■ **WHAT YOU ARE ASKED TO DO**: Beginning with the first line below, please repeat the material exactly, ending with the line that includes "pub mod audience;".

■ **EXERCISE INPUTS**:
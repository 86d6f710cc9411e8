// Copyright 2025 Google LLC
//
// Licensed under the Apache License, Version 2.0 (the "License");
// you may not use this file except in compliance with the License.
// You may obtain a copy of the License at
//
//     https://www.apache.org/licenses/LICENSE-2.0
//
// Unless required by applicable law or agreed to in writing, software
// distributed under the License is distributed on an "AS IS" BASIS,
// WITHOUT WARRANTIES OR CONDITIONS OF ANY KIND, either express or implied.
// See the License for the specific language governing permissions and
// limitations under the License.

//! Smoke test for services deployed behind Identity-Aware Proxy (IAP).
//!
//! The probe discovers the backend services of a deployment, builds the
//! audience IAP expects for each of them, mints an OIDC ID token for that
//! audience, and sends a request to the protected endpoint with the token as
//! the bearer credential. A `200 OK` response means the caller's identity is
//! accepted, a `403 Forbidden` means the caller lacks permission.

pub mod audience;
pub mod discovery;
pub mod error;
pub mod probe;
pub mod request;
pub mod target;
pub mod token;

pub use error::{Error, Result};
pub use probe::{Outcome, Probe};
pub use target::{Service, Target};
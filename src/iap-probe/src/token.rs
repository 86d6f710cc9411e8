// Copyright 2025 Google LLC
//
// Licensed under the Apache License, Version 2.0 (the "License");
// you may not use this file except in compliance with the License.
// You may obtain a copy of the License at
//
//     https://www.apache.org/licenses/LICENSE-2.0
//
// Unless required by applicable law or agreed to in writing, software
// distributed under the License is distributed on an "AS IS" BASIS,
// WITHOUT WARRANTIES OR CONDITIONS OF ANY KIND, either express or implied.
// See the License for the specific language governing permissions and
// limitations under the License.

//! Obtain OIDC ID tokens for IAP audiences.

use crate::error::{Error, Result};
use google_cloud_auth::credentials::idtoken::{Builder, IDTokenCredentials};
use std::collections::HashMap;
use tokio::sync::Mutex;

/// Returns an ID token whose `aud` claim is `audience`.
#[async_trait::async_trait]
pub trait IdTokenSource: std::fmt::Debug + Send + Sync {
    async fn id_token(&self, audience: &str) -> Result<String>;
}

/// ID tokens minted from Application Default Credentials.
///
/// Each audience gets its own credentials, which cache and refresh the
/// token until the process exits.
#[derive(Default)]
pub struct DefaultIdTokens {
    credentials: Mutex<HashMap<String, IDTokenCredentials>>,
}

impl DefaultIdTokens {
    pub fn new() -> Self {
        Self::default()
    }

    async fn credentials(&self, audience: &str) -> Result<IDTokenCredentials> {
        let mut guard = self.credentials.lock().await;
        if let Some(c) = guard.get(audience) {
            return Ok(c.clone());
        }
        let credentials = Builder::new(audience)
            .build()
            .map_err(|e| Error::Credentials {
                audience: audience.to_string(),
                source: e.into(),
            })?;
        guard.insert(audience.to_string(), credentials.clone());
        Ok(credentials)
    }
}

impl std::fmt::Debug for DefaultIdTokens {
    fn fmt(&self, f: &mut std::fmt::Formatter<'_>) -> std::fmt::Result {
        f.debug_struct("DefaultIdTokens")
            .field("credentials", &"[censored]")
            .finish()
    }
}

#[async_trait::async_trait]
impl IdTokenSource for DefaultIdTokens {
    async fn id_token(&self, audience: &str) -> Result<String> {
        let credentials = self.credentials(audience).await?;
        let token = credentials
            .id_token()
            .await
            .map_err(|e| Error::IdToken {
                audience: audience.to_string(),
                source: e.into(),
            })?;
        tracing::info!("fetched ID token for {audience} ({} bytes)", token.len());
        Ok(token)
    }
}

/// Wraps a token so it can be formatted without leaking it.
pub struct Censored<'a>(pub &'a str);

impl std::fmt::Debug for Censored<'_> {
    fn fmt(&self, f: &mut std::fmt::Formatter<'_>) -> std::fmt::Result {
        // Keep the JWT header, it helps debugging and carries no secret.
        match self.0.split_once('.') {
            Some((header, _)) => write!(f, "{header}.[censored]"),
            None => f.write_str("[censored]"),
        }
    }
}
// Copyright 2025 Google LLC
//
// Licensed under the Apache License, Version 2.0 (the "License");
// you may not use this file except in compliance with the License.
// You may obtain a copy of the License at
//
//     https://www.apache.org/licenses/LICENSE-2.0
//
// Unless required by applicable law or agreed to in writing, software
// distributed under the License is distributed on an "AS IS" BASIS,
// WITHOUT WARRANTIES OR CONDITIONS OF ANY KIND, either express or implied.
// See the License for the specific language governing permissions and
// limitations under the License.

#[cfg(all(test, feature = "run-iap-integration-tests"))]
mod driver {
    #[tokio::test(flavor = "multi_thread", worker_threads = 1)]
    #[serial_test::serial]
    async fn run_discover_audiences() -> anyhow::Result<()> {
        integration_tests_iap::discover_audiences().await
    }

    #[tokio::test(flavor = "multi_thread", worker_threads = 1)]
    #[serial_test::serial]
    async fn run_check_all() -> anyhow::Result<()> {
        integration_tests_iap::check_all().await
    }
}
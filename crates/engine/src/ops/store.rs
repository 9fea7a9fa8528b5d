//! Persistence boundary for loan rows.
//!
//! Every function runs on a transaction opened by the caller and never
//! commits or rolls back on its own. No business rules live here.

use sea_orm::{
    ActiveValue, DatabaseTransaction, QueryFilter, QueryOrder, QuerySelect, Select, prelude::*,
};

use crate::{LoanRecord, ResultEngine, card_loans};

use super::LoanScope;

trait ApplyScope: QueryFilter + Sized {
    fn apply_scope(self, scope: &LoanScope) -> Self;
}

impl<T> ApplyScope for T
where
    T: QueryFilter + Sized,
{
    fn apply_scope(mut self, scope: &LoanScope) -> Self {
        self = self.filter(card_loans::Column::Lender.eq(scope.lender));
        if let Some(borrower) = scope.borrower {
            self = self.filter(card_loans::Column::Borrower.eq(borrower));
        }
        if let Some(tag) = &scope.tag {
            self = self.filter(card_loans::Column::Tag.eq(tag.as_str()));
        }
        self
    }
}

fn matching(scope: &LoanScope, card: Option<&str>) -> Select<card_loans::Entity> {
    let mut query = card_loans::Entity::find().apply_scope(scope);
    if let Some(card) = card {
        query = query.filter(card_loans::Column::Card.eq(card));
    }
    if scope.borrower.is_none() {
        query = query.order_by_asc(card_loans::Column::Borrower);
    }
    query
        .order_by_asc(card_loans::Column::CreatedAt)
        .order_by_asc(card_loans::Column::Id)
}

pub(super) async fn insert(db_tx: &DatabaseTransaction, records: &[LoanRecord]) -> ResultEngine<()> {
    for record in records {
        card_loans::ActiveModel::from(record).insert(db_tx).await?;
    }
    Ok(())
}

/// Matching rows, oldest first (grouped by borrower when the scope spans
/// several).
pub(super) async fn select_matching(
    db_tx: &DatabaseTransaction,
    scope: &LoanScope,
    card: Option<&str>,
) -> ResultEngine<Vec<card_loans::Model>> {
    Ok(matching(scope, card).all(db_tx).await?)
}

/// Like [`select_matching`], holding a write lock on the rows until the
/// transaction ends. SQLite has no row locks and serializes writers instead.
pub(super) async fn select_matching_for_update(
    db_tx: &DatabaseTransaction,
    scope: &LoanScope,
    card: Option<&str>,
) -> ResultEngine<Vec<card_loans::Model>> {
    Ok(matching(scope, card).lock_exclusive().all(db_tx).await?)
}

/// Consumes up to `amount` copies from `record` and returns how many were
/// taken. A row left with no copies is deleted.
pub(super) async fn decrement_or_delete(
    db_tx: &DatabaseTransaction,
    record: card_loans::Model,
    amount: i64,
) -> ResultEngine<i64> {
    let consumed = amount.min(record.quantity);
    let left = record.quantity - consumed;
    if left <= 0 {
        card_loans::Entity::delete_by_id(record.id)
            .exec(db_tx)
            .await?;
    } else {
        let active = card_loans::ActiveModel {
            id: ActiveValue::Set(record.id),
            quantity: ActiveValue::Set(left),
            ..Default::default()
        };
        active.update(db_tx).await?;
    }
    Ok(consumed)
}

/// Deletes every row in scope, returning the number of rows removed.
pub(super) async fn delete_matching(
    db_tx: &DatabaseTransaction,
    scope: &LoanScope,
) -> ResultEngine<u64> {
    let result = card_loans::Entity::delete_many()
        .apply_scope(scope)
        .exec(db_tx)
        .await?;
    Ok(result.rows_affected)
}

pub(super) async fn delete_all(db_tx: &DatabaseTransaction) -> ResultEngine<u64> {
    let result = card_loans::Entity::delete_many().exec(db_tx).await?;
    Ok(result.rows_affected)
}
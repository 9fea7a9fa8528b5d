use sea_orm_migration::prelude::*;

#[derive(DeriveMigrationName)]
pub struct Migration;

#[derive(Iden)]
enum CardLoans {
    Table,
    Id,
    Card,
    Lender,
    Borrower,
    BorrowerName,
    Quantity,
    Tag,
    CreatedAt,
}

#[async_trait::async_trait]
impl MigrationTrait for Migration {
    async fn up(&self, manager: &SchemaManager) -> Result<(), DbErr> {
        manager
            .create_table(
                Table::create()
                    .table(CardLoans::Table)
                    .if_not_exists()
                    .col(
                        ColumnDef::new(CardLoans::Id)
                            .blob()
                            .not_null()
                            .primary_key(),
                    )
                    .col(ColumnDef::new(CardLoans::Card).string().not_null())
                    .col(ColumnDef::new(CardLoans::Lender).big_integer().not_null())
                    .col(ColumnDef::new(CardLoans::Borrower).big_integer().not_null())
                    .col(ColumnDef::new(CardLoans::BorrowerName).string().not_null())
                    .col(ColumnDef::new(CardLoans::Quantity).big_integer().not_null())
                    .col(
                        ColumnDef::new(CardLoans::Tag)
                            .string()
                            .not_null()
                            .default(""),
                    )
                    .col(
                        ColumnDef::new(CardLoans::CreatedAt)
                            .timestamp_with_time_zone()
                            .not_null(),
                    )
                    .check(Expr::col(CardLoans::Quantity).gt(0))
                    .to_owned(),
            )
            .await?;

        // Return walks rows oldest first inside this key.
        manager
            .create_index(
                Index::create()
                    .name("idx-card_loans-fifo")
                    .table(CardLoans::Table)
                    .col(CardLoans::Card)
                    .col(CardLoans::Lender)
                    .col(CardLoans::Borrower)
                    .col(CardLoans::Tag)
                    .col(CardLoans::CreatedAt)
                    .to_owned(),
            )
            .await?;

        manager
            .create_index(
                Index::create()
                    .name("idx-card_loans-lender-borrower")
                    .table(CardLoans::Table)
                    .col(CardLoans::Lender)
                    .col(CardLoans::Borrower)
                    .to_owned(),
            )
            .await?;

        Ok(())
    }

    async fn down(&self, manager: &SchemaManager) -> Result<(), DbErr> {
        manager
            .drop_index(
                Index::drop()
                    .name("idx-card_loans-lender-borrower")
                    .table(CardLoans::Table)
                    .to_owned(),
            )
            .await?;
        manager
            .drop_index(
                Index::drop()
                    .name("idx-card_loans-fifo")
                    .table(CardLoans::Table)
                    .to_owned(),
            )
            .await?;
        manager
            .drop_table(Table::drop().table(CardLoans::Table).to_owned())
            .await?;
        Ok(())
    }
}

■ **EXERCISE ANSWER**:
repository 86d6f710cc9411e8
// Copyright 2025 Google LLC
//
// Licensed under the Apache License, Version 2.0 (the "License");
// you may not use this file except in compliance with the License.
// You may obtain a copy of the License at
//
//     https://www.apache.org/licenses/LICENSE-2.0
//
// Unless required by applicable law or agreed to in writing, software
// distributed under the License is distributed on an "AS IS" BASIS,
// WITHOUT WARRANTIES OR CONDITIONS OF ANY KIND, either express or implied.
// See the License for the specific language governing permissions and
// limitations under the License.

//! Smoke test for services deployed behind Identity-Aware Proxy (IAP).
//!
//! The probe discovers the backend services of a deployment, builds the
//! audience IAP expects for each of them, mints an OIDC ID token for that
//! audience, and sends a request to the protected endpoint with the token as
//! the bearer credential. A `200 OK` response means the caller's identity is
//! accepted, a `403 Forbidden` means the caller lacks permission.

pub mod audience;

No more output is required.